DATA UNDER STUDY START
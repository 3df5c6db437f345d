// src/classifier/predicates.rs
// =============================================================================
// The rules that decide what kind of link an element is.
//
// Each rule is a plain function over a LinkElement, so every rule can be
// tested on its own without parsing any HTML. Extension checks use substring
// containment ("/logo.png?v=2" is still an image), and MIME types and rel
// values are compared exactly.
// =============================================================================

use crate::document::{ElementKind, LinkElement};

/// hrefs containing one of these are images, never page links.
pub const IMAGE_EXTENSIONS: &[&str] = &[".gif", ".ico", ".jpg", ".jpeg", ".png", ".svg"];

/// hrefs on anchors containing one of these point at feeds.
pub const FEED_EXTENSIONS: &[&str] = &[".atom", ".rss", ".xml"];

/// `type` values that mark a link element as a feed.
pub const FEED_MIME_TYPES: &[&str] = &["application/atom+xml", "application/rss+xml"];

pub const STYLESHEET_MIME_TYPE: &str = "text/css";
pub const STYLESHEET_REL: &str = "stylesheet";

fn contains_any(href: &str, needles: &[&str]) -> bool {
    needles.iter().any(|needle| href.contains(needle))
}

pub fn has_image_extension(href: &str) -> bool {
    contains_any(href, IMAGE_EXTENSIONS)
}

// None of the rules below ever match an element whose href is missing, empty
// or an in-page "#..." jump.

// Is this element a navigable page link?
//
// Anchors qualify when their href is not an image. Link elements
// additionally need an href starting with "http" or "/" and no `type`
// attribute at all: a typed link element is a feed or a stylesheet, and is
// left to those rules.
//
// This does not exclude feeds or stylesheets by itself; the classifier
// subtracts those sets afterwards.
pub fn is_page_link(element: &LinkElement) -> bool {
    let Some(href) = element.navigable_href() else {
        return false;
    };

    if has_image_extension(href) {
        return false;
    }

    match element.kind {
        ElementKind::Anchor => true,
        ElementKind::Link => {
            element.mime_type.is_none() && (href.starts_with("http") || href.starts_with('/'))
        }
    }
}

// Is this element a syndication feed?
//
// Anchors:       href contains .atom, .rss or .xml
// Link elements: type is an Atom/RSS MIME type, or href contains .xml
pub fn is_feed(element: &LinkElement) -> bool {
    let Some(href) = element.navigable_href() else {
        return false;
    };

    match element.kind {
        ElementKind::Anchor => contains_any(href, FEED_EXTENSIONS),
        ElementKind::Link => {
            let feed_type = element
                .mime_type
                .as_deref()
                .is_some_and(|mime| FEED_MIME_TYPES.contains(&mime));

            feed_type || href.contains(".xml")
        }
    }
}

// Is this element a stylesheet?
//
// Only link elements: type="text/css" or rel="stylesheet"
pub fn is_stylesheet(element: &LinkElement) -> bool {
    if element.kind != ElementKind::Link || element.navigable_href().is_none() {
        return false;
    }

    element.mime_type.as_deref() == Some(STYLESHEET_MIME_TYPE)
        || element.rel.as_deref() == Some(STYLESHEET_REL)
}

#[cfg(test)]
mod tests {
    use super::*;

    #[test]
    fn test_anchor_page_links() {
        assert!(is_page_link(&LinkElement::anchor("/relative-a")));
        assert!(is_page_link(&LinkElement::anchor("https://orkut.com")));
        assert!(is_page_link(&LinkElement::anchor("relative/no-slash")));
        assert!(is_page_link(&LinkElement::anchor("mailto:a@b.com")));
    }

    #[test]
    fn test_in_page_anchors_are_never_page_links() {
        assert!(!is_page_link(&LinkElement::anchor("#anchor")));
        assert!(!is_page_link(&LinkElement::link("#top")));
    }

    #[test]
    fn test_in_page_anchors_are_never_feeds_or_stylesheets() {
        assert!(!is_feed(&LinkElement::anchor("#release-notes.xml")));
        assert!(!is_feed(&LinkElement::anchor("#x.rss")));
        assert!(!is_feed(&LinkElement::anchor("#x.atom")));
        assert!(!is_feed(&LinkElement::link("#x").with_type("application/rss+xml")));
        assert!(!is_stylesheet(&LinkElement::link("#inline-styles").with_rel("stylesheet")));
        assert!(!is_stylesheet(&LinkElement::link("#x").with_type("text/css")));
    }

    #[test]
    fn test_missing_or_empty_href() {
        assert!(!is_page_link(&LinkElement::new(ElementKind::Anchor)));
        assert!(!is_page_link(&LinkElement::anchor("")));
        assert!(!is_feed(&LinkElement::anchor("")));
        assert!(!is_stylesheet(&LinkElement::new(ElementKind::Link).with_rel("stylesheet")));
    }

    #[test]
    fn test_images_are_excluded_anywhere_in_href() {
        assert!(!is_page_link(&LinkElement::anchor("/logo.png")));
        assert!(!is_page_link(&LinkElement::link("/favicon.ico").with_rel("icon")));
        assert!(!is_page_link(&LinkElement::anchor("/img.jpeg?size=2")));
        assert!(!is_page_link(&LinkElement::anchor("/a.svg/page")));
        // case-sensitive, like the rest of the matching
        assert!(is_page_link(&LinkElement::anchor("/LOGO.PNG")));
    }

    #[test]
    fn test_link_elements_need_http_or_slash() {
        assert!(is_page_link(&LinkElement::link("/relative-link")));
        assert!(is_page_link(&LinkElement::link("https://google.com/link")));
        assert!(!is_page_link(&LinkElement::link("relative-link")));
        assert!(!is_page_link(&LinkElement::link("android-app://x")));
    }

    #[test]
    fn test_typed_link_elements_are_not_page_links() {
        let typed = LinkElement::link("/page").with_type("text/html");
        assert!(!is_page_link(&typed));

        let empty_type = LinkElement::link("/page").with_type("");
        assert!(!is_page_link(&empty_type));

        // anchors may carry a type and still be page links
        assert!(is_page_link(&LinkElement::anchor("/page").with_type("text/html")));
    }

    #[test]
    fn test_feed_anchors() {
        assert!(is_feed(&LinkElement::anchor("/feed.atom")));
        assert!(is_feed(&LinkElement::anchor("/news.rss")));
        assert!(is_feed(&LinkElement::anchor("/sitemap.xml")));
        assert!(is_feed(&LinkElement::anchor("/feed.xml.gz")));
        assert!(!is_feed(&LinkElement::anchor("/feed")));
    }

    #[test]
    fn test_feed_link_elements() {
        let atom = LinkElement::link("/feed").with_type("application/atom+xml");
        let rss = LinkElement::link("/feed").with_type("application/rss+xml");
        let xml_href = LinkElement::link("/feed.xml");
        assert!(is_feed(&atom));
        assert!(is_feed(&rss));
        assert!(is_feed(&xml_href));

        // .atom/.rss extensions only count on anchors
        assert!(!is_feed(&LinkElement::link("/feed.atom")));
        assert!(!is_feed(&LinkElement::link("/feed").with_type("application/json")));
    }

    #[test]
    fn test_stylesheets() {
        assert!(is_stylesheet(&LinkElement::link("/a.css").with_type("text/css")));
        assert!(is_stylesheet(&LinkElement::link("/design?b").with_rel("stylesheet")));
        assert!(!is_stylesheet(&LinkElement::link("/a.css")));
        assert!(!is_stylesheet(&LinkElement::link("/a.css").with_rel("alternate stylesheet")));
        assert!(!is_stylesheet(&LinkElement::anchor("/a.css").with_type("text/css")));
    }
}
// src/classifier/domain.rs
// =============================================================================
// Scoping page links to the base URL's domain, and normalizing them.
//
// How it works:
// 1. Work out what form the href is in (absolute, scheme-relative, relative)
// 2. Drop it if it points at another host
// 3. Resolve it against the base URL
// 4. Strip the query string and fragment
//
// "Same domain" means the exact same host string. Subdomains are other
// domains: a.google.com is not google.com.
// =============================================================================

use url::{ParseError, Url};

/// The shape of an href, as far as domain scoping is concerned.
#[derive(Debug, Clone, PartialEq, Eq)]
pub enum LinkForm {
    /// Has its own scheme: "https://orkut.com/x", "mailto:a@b.com"
    Absolute(Url),
    /// Has a host but no scheme: "//cdn.google.com/x"
    SchemeRelative,
    /// No host at all: "/about", "page.html", "?q=1"
    Relative,
}

// Works out the form of an href
//
// Returns None when the href cannot be parsed as a URL at all
// (e.g. "http://[broken"), in which case it can't be scoped or resolved.
pub fn link_form(href: &str) -> Option<LinkForm> {
    if href.starts_with("//") {
        return Some(LinkForm::SchemeRelative);
    }

    match Url::parse(href) {
        Ok(url) => Some(LinkForm::Absolute(url)),
        Err(ParseError::RelativeUrlWithoutBase) => Some(LinkForm::Relative),
        Err(_) => None,
    }
}

// Resolves an href to an absolute same-domain URL without query or fragment
//
// Returns None if the href is outside the base URL's domain or can't be
// resolved.
//
// Examples (base = "https://google.com"):
//   "/about?x=1#y"            -> Some("https://google.com/about")
//   "//google.com/feed"       -> Some("https://google.com/feed")
//   "https://orkut.com"       -> None (other host)
//   "https://a.google.com/x"  -> None (subdomain)
pub fn normalize_domain_link(base: &Url, href: &str) -> Option<String> {
    let mut resolved = match link_form(href)? {
        LinkForm::Absolute(url) => url,
        // Joining gives scheme-relative links the base scheme and gives
        // relative links the base host
        LinkForm::SchemeRelative | LinkForm::Relative => base.join(href).ok()?,
    };

    if resolved.host_str() != base.host_str() {
        return None;
    }

    resolved.set_query(None);
    resolved.set_fragment(None);

    Some(resolved.to_string())
}
// src/document/html.rs
// =============================================================================
// HTML parsing with the `scraper` crate.
//
// scraper parses HTML into a DOM using html5ever (the same parser as Servo),
// so malformed markup is recovered the way a browser would recover it. We
// query the DOM with CSS selectors built from the requested element kinds,
// e.g. [Anchor, Link] becomes "a, link".
// =============================================================================

use anyhow::Result;
use scraper::{Html, Selector};
use tracing::{debug, warn};

use super::{Document, ElementKind, LinkElement, Parser};

/// Parses HTML bytes into an [`HtmlDocument`].
///
/// Bytes that aren't valid UTF-8 are replaced with U+FFFD rather than
/// rejected, so the markup around them still parses.
#[derive(Debug, Clone, Copy, Default)]
pub struct HtmlParser;

impl HtmlParser {
    pub fn new() -> Self {
        Self
    }
}

impl Parser for HtmlParser {
    type Document = HtmlDocument;

    fn parse(&self, bytes: &[u8]) -> Result<HtmlDocument> {
        let text = String::from_utf8_lossy(bytes);
        if let std::borrow::Cow::Owned(_) = text {
            debug!("Page is not valid UTF-8, replaced invalid bytes");
        }

        Ok(HtmlDocument::parse(&text))
    }
}

/// A parsed HTML page.
pub struct HtmlDocument {
    html: Html,
}

impl HtmlDocument {
    pub fn parse(text: &str) -> Self {
        let html = Html::parse_document(text);

        // html5ever never gives up on bad markup; it records what it fixed
        if !html.errors.is_empty() {
            debug!("Recovered from {} HTML parse error(s)", html.errors.len());
        }

        Self { html }
    }
}

impl std::fmt::Debug for HtmlDocument {
    fn fmt(&self, f: &mut std::fmt::Formatter<'_>) -> std::fmt::Result {
        f.debug_struct("HtmlDocument").finish_non_exhaustive()
    }
}

impl Document for HtmlDocument {
    fn select(&self, kinds: &[ElementKind]) -> Vec<LinkElement> {
        if kinds.is_empty() {
            return Vec::new();
        }

        let query = kinds
            .iter()
            .map(|kind| kind.tag_name())
            .collect::<Vec<_>>()
            .join(", ");

        let selector = match Selector::parse(&query) {
            Ok(selector) => selector,
            Err(e) => {
                warn!("Could not build selector '{}': {}", query, e);
                return Vec::new();
            }
        };

        self.html
            .select(&selector)
            .filter_map(|element| {
                let value = element.value();
                let kind = match value.name() {
                    "a" => ElementKind::Anchor,
                    "link" => ElementKind::Link,
                    _ => return None,
                };

                Some(LinkElement {
                    kind,
                    href: value.attr("href").map(str::to_string),
                    mime_type: value.attr("type").map(str::to_string),
                    rel: value.attr("rel").map(str::to_string),
                })
            })
            .collect()
    }
}

// -----------------------------------------------------------------------------
// BEGINNER NOTES:
//
// 1. Selectors with commas
//    - "a, link" matches every <a> and every <link>, in document order
//    - Same syntax as document.querySelectorAll() in a browser
//
// 2. Why return owned LinkElements?
//    - scraper's ElementRef borrows from the Html tree
//    - Copying the three attributes out means callers don't hold that borrow
// -----------------------------------------------------------------------------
DATA UNDER STUDY END
→ WORK TO COMPLETE
One number is the full answer: how many lines of the records include the string "warn".

→ RESPONSE AREA
2